Seems to me like it would be a bad idea to move in with someone you have been dating for less than six months, particularly if it is being done out of an expectation of financial support. Also, I find it puzzling that a woman would find something negative about having sex with a man who might break up with her. Women enjoy sex too. Hopefully she is not engaging in sex with him just to gain a commitment, but this scenario makes it sound like she is. Using sex as a point of leverage is not a good thing, at least in my book.

Laws like these are technically gender neutral, but in the real world it doesn't work that way. No doubt most people would see this as a law to protect women who are more likely to earn less than a man.

I don't see how this is in any way empowering for a woman. It simp,y perpetuates the idea that women are weak and need a man to support themselves. Governments need people to be weak and dependent. Why encourage them to not only make better decisions in life, but also take responsibility for their mistakes and learn from the consequences? That would only make them independent and what government wants that?

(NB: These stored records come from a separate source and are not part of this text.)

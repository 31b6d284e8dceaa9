//! Scripted in-memory deployer API for tests

use async_trait::async_trait;
use std::collections::HashMap;
use std::sync::{Arc, Mutex};

use crate::args::Credentials;
use crate::db::models::{DeploymentId, RemoteCallResult, RemoteStep, StatusToken, WorkflowFile};
use crate::db::{Connector, DeployerApi};
use crate::errors::{DeployerError, DeployerResult};

#[derive(Default)]
struct MockState {
    calls: Vec<RemoteStep>,
    closed: bool,
    close_fails: bool,
    deployment_id: Option<DeploymentId>,
    responses: HashMap<RemoteStep, RemoteCallResult>,
    faults: HashMap<RemoteStep, String>,
    uploaded: Vec<WorkflowFile>,
    uploaded_by: Option<String>,
    description: Option<String>,
}

/// Answers every call with COMPLETE unless scripted otherwise
#[derive(Clone)]
pub(crate) struct MockApi {
    state: Arc<Mutex<MockState>>,
}

impl MockApi {
    pub fn new() -> Self {
        let state = MockState {
            deployment_id: Some(42),
            ..MockState::default()
        };
        Self {
            state: Arc::new(Mutex::new(state)),
        }
    }

    pub fn respond(self, step: RemoteStep, code: StatusToken, message: &str) -> Self {
        self.state
            .lock()
            .unwrap()
            .responses
            .insert(step, RemoteCallResult::new(code, Some(message.to_string())));
        self
    }

    /// Make `step` fail at the transport level
    pub fn fault(self, step: RemoteStep, message: &str) -> Self {
        self.state
            .lock()
            .unwrap()
            .faults
            .insert(step, message.to_string());
        self
    }

    pub fn without_deployment_id(self) -> Self {
        self.state.lock().unwrap().deployment_id = None;
        self
    }

    /// Mark the connection closed but report the close as failed
    pub fn failing_close(self) -> Self {
        self.state.lock().unwrap().close_fails = true;
        self
    }

    pub fn calls(&self) -> Vec<RemoteStep> {
        self.state.lock().unwrap().calls.clone()
    }

    pub fn closed(&self) -> bool {
        self.state.lock().unwrap().closed
    }

    pub fn uploaded(&self) -> Vec<WorkflowFile> {
        self.state.lock().unwrap().uploaded.clone()
    }

    pub fn uploaded_by(&self) -> Option<String> {
        self.state.lock().unwrap().uploaded_by.clone()
    }

    pub fn description(&self) -> Option<String> {
        self.state.lock().unwrap().description.clone()
    }

    fn record(&self, step: RemoteStep) -> DeployerResult<()> {
        let mut state = self.state.lock().unwrap();
        assert!(!state.closed, "{:?} issued after close", step);
        state.calls.push(step);
        match state.faults.get(&step) {
            Some(message) => Err(DeployerError::Database(message.clone())),
            None => Ok(()),
        }
    }

    fn answer(&self, step: RemoteStep) -> DeployerResult<RemoteCallResult> {
        self.record(step)?;
        Ok(self
            .state
            .lock()
            .unwrap()
            .responses
            .get(&step)
            .cloned()
            .unwrap_or_else(RemoteCallResult::complete))
    }
}

#[async_trait]
impl DeployerApi for MockApi {
    async fn purge_workflow_files(&mut self) -> DeployerResult<RemoteCallResult> {
        self.answer(RemoteStep::Purge)
    }

    async fn next_deployment_id(&mut self) -> DeployerResult<DeploymentId> {
        self.record(RemoteStep::DeploymentId)?;
        self.state
            .lock()
            .unwrap()
            .deployment_id
            .ok_or_else(|| DeployerError::Protocol("get_id_deployment returned NULL".to_string()))
    }

    async fn insert_workflow_files(
        &mut self,
        _deployment: DeploymentId,
        files: &[WorkflowFile],
        user_name: &str,
    ) -> DeployerResult<u64> {
        self.record(RemoteStep::Insert)?;
        let mut state = self.state.lock().unwrap();
        state.uploaded.extend_from_slice(files);
        state.uploaded_by = Some(user_name.to_string());
        Ok(files.len() as u64)
    }

    async fn convert_workflow_files(
        &mut self,
        _deployment: DeploymentId,
    ) -> DeployerResult<RemoteCallResult> {
        self.answer(RemoteStep::Convert)
    }

    async fn validate_workflow(
        &mut self,
        _deployment: DeploymentId,
    ) -> DeployerResult<RemoteCallResult> {
        self.answer(RemoteStep::Validate)
    }

    async fn deploy_workflow(
        &mut self,
        _deployment: DeploymentId,
        description: &str,
    ) -> DeployerResult<RemoteCallResult> {
        self.state.lock().unwrap().description = Some(description.to_string());
        self.answer(RemoteStep::Deploy)
    }

    async fn close(self) -> DeployerResult<()> {
        let mut state = self.state.lock().unwrap();
        state.closed = true;
        if state.close_fails {
            return Err(DeployerError::Database("connection already terminated".to_string()));
        }
        Ok(())
    }
}

/// Hands out clones of one [`MockApi`] and counts connection attempts
pub(crate) struct MockConnector {
    api: MockApi,
    refuse: bool,
    attempts: Mutex<usize>,
}

impl MockConnector {
    pub fn new(api: MockApi) -> Self {
        Self {
            api,
            refuse: false,
            attempts: Mutex::new(0),
        }
    }

    pub fn refusing() -> Self {
        Self {
            refuse: true,
            ..Self::new(MockApi::new())
        }
    }

    pub fn attempts(&self) -> usize {
        *self.attempts.lock().unwrap()
    }
}

#[async_trait]
impl Connector for MockConnector {
    type Api = MockApi;

    async fn connect(&self, _credentials: &Credentials) -> DeployerResult<MockApi> {
        *self.attempts.lock().unwrap() += 1;
        if self.refuse {
            return Err(DeployerError::Connection("password authentication failed".to_string()));
        }
        Ok(self.api.clone())
    }
}
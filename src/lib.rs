//! Workflow deployer
//!
//! Uploads BPMN workflow files found below a directory to the workflow
//! database, validates them there and optionally deploys them:
//! - `args`: command-line parsing into a [`DeployerConfig`]
//! - `loader`: discovery of workflow files
//! - `db`: the deployer API contract and its PostgreSQL implementation
//! - `session`: the upload / validate / deploy protocol over one connection
//! - `deployer`: the end-to-end pipeline and exit status mapping

pub mod args;
pub mod config;
pub mod db;
pub mod deployer;
pub mod errors;
pub mod loader;
pub mod logging;
pub mod session;

pub use args::DeployerConfig;
pub use errors::{DeployerError, DeployerResult};
//! Runtime settings for the deployer
//!
//! Settings come from built-in defaults, an optional settings file and
//! `WFD_*` environment variables, in increasing precedence.

use config::{Config as ConfigLib, Environment, File};
use serde::Deserialize;
use std::env;
use std::path::Path;

use crate::errors::{DeployerError, DeployerResult};

/// Environment variable naming an explicit settings file
pub const CONFIG_PATH_VAR: &str = "WORKFLOW_DEPLOYER_CONFIG";

/// Settings file looked up in the working directory (any supported extension)
const DEFAULT_CONFIG_NAME: &str = "workflow-deployer";

/// Deployer settings
#[derive(Debug, Clone, Deserialize, PartialEq)]
pub struct Settings {
    /// Default log filter, `RUST_LOG` takes precedence
    pub log_filter: String,
    /// Schema holding the deployer API functions
    pub api_schema: String,
    /// Table the raw workflow files are staged into
    pub staging_table: String,
    /// Application name reported to the database session
    pub application_name: String,
    /// Rows per multi-row insert statement
    pub insert_batch_size: usize,
    /// Fail on duplicate workflow file names instead of keeping the last one
    pub reject_duplicate_names: bool,
}

impl Default for Settings {
    fn default() -> Self {
        Self {
            log_filter: "info,sqlx=warn".to_string(),
            api_schema: "lib_etl_wf_deployer_api".to_string(),
            staging_table: "owner_wfm.v_etl_wf_file2deployment".to_string(),
            application_name: "Workflow Deployer".to_string(),
            insert_batch_size: 500,
            reject_duplicate_names: false,
        }
    }
}

impl Settings {
    /// Load settings from the default file location and the environment
    pub fn from_env() -> DeployerResult<Self> {
        match env::var(CONFIG_PATH_VAR) {
            Ok(path) => Self::load(Some(Path::new(&path)), true),
            Err(_) => Self::load(Some(Path::new(DEFAULT_CONFIG_NAME)), false),
        }
    }

    /// Load settings with an optional file source
    ///
    /// `path` is passed to [`File::with_name`], so the extension may be left off.
    pub fn load(path: Option<&Path>, required: bool) -> DeployerResult<Self> {
        let defaults = Settings::default();
        let mut builder = ConfigLib::builder()
            .set_default("log_filter", defaults.log_filter)?
            .set_default("api_schema", defaults.api_schema)?
            .set_default("staging_table", defaults.staging_table)?
            .set_default("application_name", defaults.application_name)?
            .set_default("insert_batch_size", defaults.insert_batch_size as i64)?
            .set_default("reject_duplicate_names", defaults.reject_duplicate_names)?;

        if let Some(path) = path {
            let name = path.to_string_lossy();
            builder = builder.add_source(File::with_name(&name).required(required));
        }

        builder = builder.add_source(Environment::with_prefix("WFD").prefix_separator("_"));

        let settings: Settings = builder.build()?.try_deserialize()?;
        settings.validate()?;
        Ok(settings)
    }

    /// Reject values that would be unsafe to splice into SQL text
    pub fn validate(&self) -> DeployerResult<()> {
        if !is_sql_identifier(&self.api_schema) {
            return Err(DeployerError::Config(format!(
                "api_schema '{}' is not a plain SQL identifier",
                self.api_schema
            )));
        }
        if !is_sql_identifier(&self.staging_table) {
            return Err(DeployerError::Config(format!(
                "staging_table '{}' is not a plain SQL identifier",
                self.staging_table
            )));
        }
        if self.insert_batch_size == 0 {
            return Err(DeployerError::Config(
                "insert_batch_size must be greater than zero".to_string(),
            ));
        }
        Ok(())
    }
}

/// Dot-separated identifiers made of ASCII letters, digits and underscores
fn is_sql_identifier(name: &str) -> bool {
    !name.is_empty()
        && name.split('.').all(|part| {
            let mut chars = part.chars();
            matches!(chars.next(), Some(c) if c.is_ascii_alphabetic() || c == '_')
                && chars.all(|c| c.is_ascii_alphanumeric() || c == '_')
        })
}
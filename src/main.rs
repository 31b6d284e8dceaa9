//! workflow-deployer entry point

use std::process::ExitCode;

use workflow_deployer::args::{self, DeployerConfig};
use workflow_deployer::config::Settings;
use workflow_deployer::db::operations::PgConnector;
use workflow_deployer::deployer::{self, EXIT_FAILURE};
use workflow_deployer::logging;

#[tokio::main(flavor = "current_thread")]
async fn main() -> ExitCode {
    // Load environment variables from .env file
    let _ = dotenvy::dotenv();

    let settings = match Settings::from_env() {
        Ok(settings) => settings,
        Err(e) => {
            logging::init(&Settings::default().log_filter);
            tracing::error!("Unable to load settings: {}", e);
            return ExitCode::from(EXIT_FAILURE);
        }
    };
    logging::init(&settings.log_filter);

    let args: Vec<String> = std::env::args().skip(1).collect();
    if !args::validate_arguments(&args) {
        return ExitCode::from(EXIT_FAILURE);
    }

    let config = match DeployerConfig::from_args(&args) {
        Ok(config) => config,
        Err(e) => {
            tracing::warn!("ERROR running workflow deployer. {}\n{}", e, args::USAGE);
            return ExitCode::from(EXIT_FAILURE);
        }
    };

    let connector = match PgConnector::new(&settings) {
        Ok(connector) => connector,
        Err(e) => {
            tracing::error!("{}", e);
            return ExitCode::from(EXIT_FAILURE);
        }
    };
    let result = deployer::run(&config, &settings, &connector).await;
    if let Ok(outcome) = &result {
        tracing::info!("Workflow deployer finished: {}.", outcome);
    }

    ExitCode::from(deployer::exit_status(&result))
}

I have a daughter and want her to feel every bit the equal to a man. She won't be the same as a man, but she is just as capable of making her way in this world. It would be sickening to me if she began dating a man and after 6 months expected half of his assets. My expectation of her is that she will not surrender her identity to a man. She will maintain her ability to support herself and therefore would have no need to have a share in his assets. It is different for a woman who leaves the workforce for 20 years to raise kids and care for her family. The subject of this thread is preposterous.

Yes, there are many strong, self-confident women who will experience negative consequences from such legislation. They suffer the consequences of this victim mentality the same as men do. It's very sad and I fear that my generation is not leaving a very good world for my daughter's. As long as people are encouraged to think that others are responsible for their prosperity, the relationships between men and women will continue to suffer.


----------



## RandomDude (Dec 18, 2010)

We're doomed!
Bah! Time for a revolution I say


----------



## zookeeper (Oct 2, 2012)

RandomDude said:


> We're doomed!
> Bah! Time for a revolution I say


I suggest civil disobedience. Go on a relationship hunger strike. When enough women can't get a relationship to last beyond a few months, you'll start to see a return to sanity.
_Posted via Mobile Device_


----------



## RandomDude (Dec 18, 2010)

Heh I don't think the government really cares about the integrity of relationships in this country mate. Another bad thing is that alot of young men - such as myself back in the day, simply underestimates the potential financial loss that comes with the breakdown of a marriage - and now any relationship past 6 months.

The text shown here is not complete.